▸ TASK GOAL: Nothing left out, nothing added: return the full set of records.

▸ DATA UNDER STUDY:

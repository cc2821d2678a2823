//! # The authorization engine
//!
//! A pure decision function over (identity, requirement). Stateless,
//! side-effect free, and deterministic for a given snapshot: safe under
//! unbounded parallel invocation, no locking required.

use crate::identity::Identity;
use crate::requirements::Requirement;

/// Decide whether `identity` may perform an operation declaring
/// `requirement`.
///
/// The steps short-circuit in order:
///
/// 1. Anonymous identity → deny.
/// 2. Superuser → allow, unconditionally (even for permission names
///    that do not exist anywhere in the catalog).
/// 3. Empty requirement → allow any authenticated identity.
/// 4. Otherwise allow iff the identity's effective permission set
///    intersects the required set (ANY-of semantics).
///
/// The function never errors. The caller is responsible for mapping
/// `false` onto a generic "forbidden" response without revealing which
/// permission was missing.
///
/// # Examples
///
/// ```
/// use uuid::Uuid;
/// use warden_rbac::{authorize, Identity, Requirement, Subject};
///
/// static REPORTS: Requirement = Requirement::any(&["view_financial_reports"]);
///
/// let user = Identity::Authenticated(
///     Subject::new(Uuid::now_v7(), "u@example.com")
///         .with_grant("Пользователь", ["view_own_documents"]),
/// );
/// assert!(!authorize(&user, &REPORTS));
///
/// let root = Identity::Authenticated(
///     Subject::new(Uuid::now_v7(), "root@example.com").superuser(),
/// );
/// assert!(authorize(&root, &REPORTS));
/// ```
pub fn authorize(identity: &Identity, requirement: &Requirement) -> bool {
    let subject = match identity.subject() {
        Some(subject) => subject,
        None => return false,
    };

    if subject.is_superuser {
        return true;
    }

    if requirement.is_empty() {
        return true;
    }

    subject
        .effective_permissions()
        .contains_any(requirement.permissions())
}

#[cfg(test)]
mod tests {
    use super::*;
    use crate::identity::Subject;
    use uuid::Uuid;

    fn plain_user() -> Identity {
        Identity::Authenticated(Subject::new(Uuid::now_v7(), "user@example.com"))
    }

    fn document_user() -> Identity {
        Identity::Authenticated(
            Subject::new(Uuid::now_v7(), "user@example.com")
                .with_grant("Пользователь", ["view_own_documents"]),
        )
    }

    #[test]
    fn test_anonymous_is_denied() {
        static ANY: Requirement = Requirement::authenticated();
        static DOCS: Requirement = Requirement::any(&["view_own_documents"]);

        assert!(!authorize(&Identity::Anonymous, &ANY));
        assert!(!authorize(&Identity::Anonymous, &DOCS));
    }

    #[test]
    fn test_superuser_bypasses_everything() {
        let root =
            Identity::Authenticated(Subject::new(Uuid::now_v7(), "root@example.com").superuser());

        static DOCS: Requirement = Requirement::any(&["view_own_documents"]);
        static NONEXISTENT: Requirement = Requirement::any(&["no_such_permission_anywhere"]);
        static EMPTY: Requirement = Requirement::authenticated();

        assert!(authorize(&root, &DOCS));
        assert!(authorize(&root, &NONEXISTENT));
        assert!(authorize(&root, &EMPTY));
    }

    #[test]
    fn test_empty_requirement_admits_any_authenticated() {
        static EMPTY: Requirement = Requirement::authenticated();
        assert!(authorize(&plain_user(), &EMPTY));
    }

    #[test]
    fn test_no_roles_denied_for_nonempty_requirement() {
        static DOCS: Requirement = Requirement::any(&["view_own_documents"]);
        assert!(!authorize(&plain_user(), &DOCS));
    }

    #[test]
    fn test_any_of_semantics() {
        let user = document_user();

        // Holding one of several listed permissions is enough.
        static EITHER: Requirement =
            Requirement::any(&["view_financial_reports", "view_own_documents"]);
        assert!(authorize(&user, &EITHER));

        static REPORTS_ONLY: Requirement = Requirement::any(&["view_financial_reports"]);
        assert!(!authorize(&user, &REPORTS_ONLY));
    }

    #[test]
    fn test_order_and_duplicates_irrelevant() {
        let user = document_user();

        static AB: Requirement =
            Requirement::any(&["view_financial_reports", "view_own_documents"]);
        static BA: Requirement =
            Requirement::any(&["view_own_documents", "view_financial_reports"]);
        static DUPED: Requirement = Requirement::any(&[
            "view_own_documents",
            "view_own_documents",
            "view_financial_reports",
        ]);

        assert_eq!(authorize(&user, &AB), authorize(&user, &BA));
        assert_eq!(authorize(&user, &AB), authorize(&user, &DUPED));
    }

    #[test]
    fn test_role_granted_twice_changes_nothing() {
        let once = document_user();
        let twice = Identity::Authenticated(
            Subject::new(Uuid::now_v7(), "user@example.com")
                .with_grant("Пользователь", ["view_own_documents"])
                .with_grant("Пользователь", ["view_own_documents"]),
        );

        static DOCS: Requirement = Requirement::any(&["view_own_documents"]);
        static REPORTS: Requirement = Requirement::any(&["view_financial_reports"]);

        assert_eq!(authorize(&once, &DOCS), authorize(&twice, &DOCS));
        assert_eq!(authorize(&once, &REPORTS), authorize(&twice, &REPORTS));
    }

    #[test]
    fn test_deterministic_for_a_snapshot() {
        let user = document_user();
        static DOCS: Requirement = Requirement::any(&["view_own_documents"]);

        let first = authorize(&user, &DOCS);
        for _ in 0..100 {
            assert_eq!(authorize(&user, &DOCS), first);
        }
    }
}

▸ EXERCISE SOLUTION:
repository cc2821d2678a2823
//! # The authorization engine
//!
//! A pure decision function over (identity, requirement). Stateless,
//! side-effect free, and deterministic for a given snapshot: safe under
//! unbounded parallel invocation, no locking required.

use crate::identity::Identity;
use crate::requirements::Requirement;

/// Decide whether `identity` may perform an operation declaring
/// `requirement`.
///
/// The steps short-circuit in order:
///
/// 1. Anonymous identity → deny.
/// 2. Superuser → allow, unconditionally (even for permission names
///    that do not exist anywhere in the catalog).
/// 3. Empty requirement → allow any authenticated identity.
/// 4. Otherwise allow iff the identity's effective permission set
///    intersects the required set (ANY-of semantics).
///
/// The function never errors. The caller is responsible for mapping
/// `false` onto a generic "forbidden" response without revealing which
/// permission was missing.
///
/// # Examples
///
/// ```
/// use uuid::Uuid;
/// use warden_rbac::{authorize, Identity, Requirement, Subject};
///
/// static REPORTS: Requirement = Requirement::any(&["view_financial_reports"]);
///
/// let user = Identity::Authenticated(
///     Subject::new(Uuid::now_v7(), "u@example.com")
///         .with_grant("Пользователь", ["view_own_documents"]),
/// );
/// assert!(!authorize(&user, &REPORTS));
///
/// let root = Identity::Authenticated(
///     Subject::new(Uuid::now_v7(), "root@example.com").superuser(),
/// );
/// assert!(authorize(&root, &REPORTS));
/// ```
pub fn authorize(identity: &Identity, requirement: &Requirement) -> bool {
    let subject = match identity.subject() {
        Some(subject) => subject,
        None => return false,
    };

    if subject.is_superuser {
        return true;
    }

    if requirement.is_empty() {
        return true;
    }

    subject
        .effective_permissions()
        .contains_any(requirement.permissions())
}

#[cfg(test)]
mod tests {
    use super::*;
    use crate::identity::Subject;
    use uuid::Uuid;

    fn plain_user() -> Identity {
        Identity::Authenticated(Subject::new(Uuid::now_v7(), "user@example.com"))
    }

    fn document_user() -> Identity {
        Identity::Authenticated(
            Subject::new(Uuid::now_v7(), "user@example.com")
                .with_grant("Пользователь", ["view_own_documents"]),
        )
    }

    #[test]
    fn test_anonymous_is_denied() {
        static ANY: Requirement = Requirement::authenticated();
        static DOCS: Requirement = Requirement::any(&["view_own_documents"]);

        assert!(!authorize(&Identity::Anonymous, &ANY));
        assert!(!authorize(&Identity::Anonymous, &DOCS));
    }

    #[test]
    fn test_superuser_bypasses_everything() {
        let root =
            Identity::Authenticated(Subject::new(Uuid::now_v7(), "root@example.com").superuser());

        static DOCS: Requirement = Requirement::any(&["view_own_documents"]);
        static NONEXISTENT: Requirement = Requirement::any(&["no_such_permission_anywhere"]);
        static EMPTY: Requirement = Requirement::authenticated();

        assert!(authorize(&root, &DOCS));
        assert!(authorize(&root, &NONEXISTENT));
        assert!(authorize(&root, &EMPTY));
    }

    #[test]
    fn test_empty_requirement_admits_any_authenticated() {
        static EMPTY: Requirement = Requirement::authenticated();
        assert!(authorize(&plain_user(), &EMPTY));
    }

    #[test]
    fn test_no_roles_denied_for_nonempty_requirement() {
        static DOCS: Requirement = Requirement::any(&["view_own_documents"]);
        assert!(!authorize(&plain_user(), &DOCS));
    }

    #[test]
    fn test_any_of_semantics() {
        let user = document_user();

        // Holding one of several listed permissions is enough.
        static EITHER: Requirement =
            Requirement::any(&["view_financial_reports", "view_own_documents"]);
        assert!(authorize(&user, &EITHER));

        static REPORTS_ONLY: Requirement = Requirement::any(&["view_financial_reports"]);
        assert!(!authorize(&user, &REPORTS_ONLY));
    }

    #[test]
    fn test_order_and_duplicates_irrelevant() {
        let user = document_user();

        static AB: Requirement =
            Requirement::any(&["view_financial_reports", "view_own_documents"]);
        static BA: Requirement =
            Requirement::any(&["view_own_documents", "view_financial_reports"]);
        static DUPED: Requirement = Requirement::any(&[
            "view_own_documents",
            "view_own_documents",
            "view_financial_reports",
        ]);

        assert_eq!(authorize(&user, &AB), authorize(&user, &BA));
        assert_eq!(authorize(&user, &AB), authorize(&user, &DUPED));
    }

    #[test]
    fn test_role_granted_twice_changes_nothing() {
        let once = document_user();
        let twice = Identity::Authenticated(
            Subject::new(Uuid::now_v7(), "user@example.com")
                .with_grant("Пользователь", ["view_own_documents"])
                .with_grant("Пользователь", ["view_own_documents"]),
        );

        static DOCS: Requirement = Requirement::any(&["view_own_documents"]);
        static REPORTS: Requirement = Requirement::any(&["view_financial_reports"]);

        assert_eq!(authorize(&once, &DOCS), authorize(&twice, &DOCS));
        assert_eq!(authorize(&once, &REPORTS), authorize(&twice, &REPORTS));
    }

    #[test]
    fn test_deterministic_for_a_snapshot() {
        let user = document_user();
        static DOCS: Requirement = Requirement::any(&["view_own_documents"]);

        let first = authorize(&user, &DOCS);
        for _ in 0..100 {
            assert_eq!(authorize(&user, &DOCS), first);
        }
    }
}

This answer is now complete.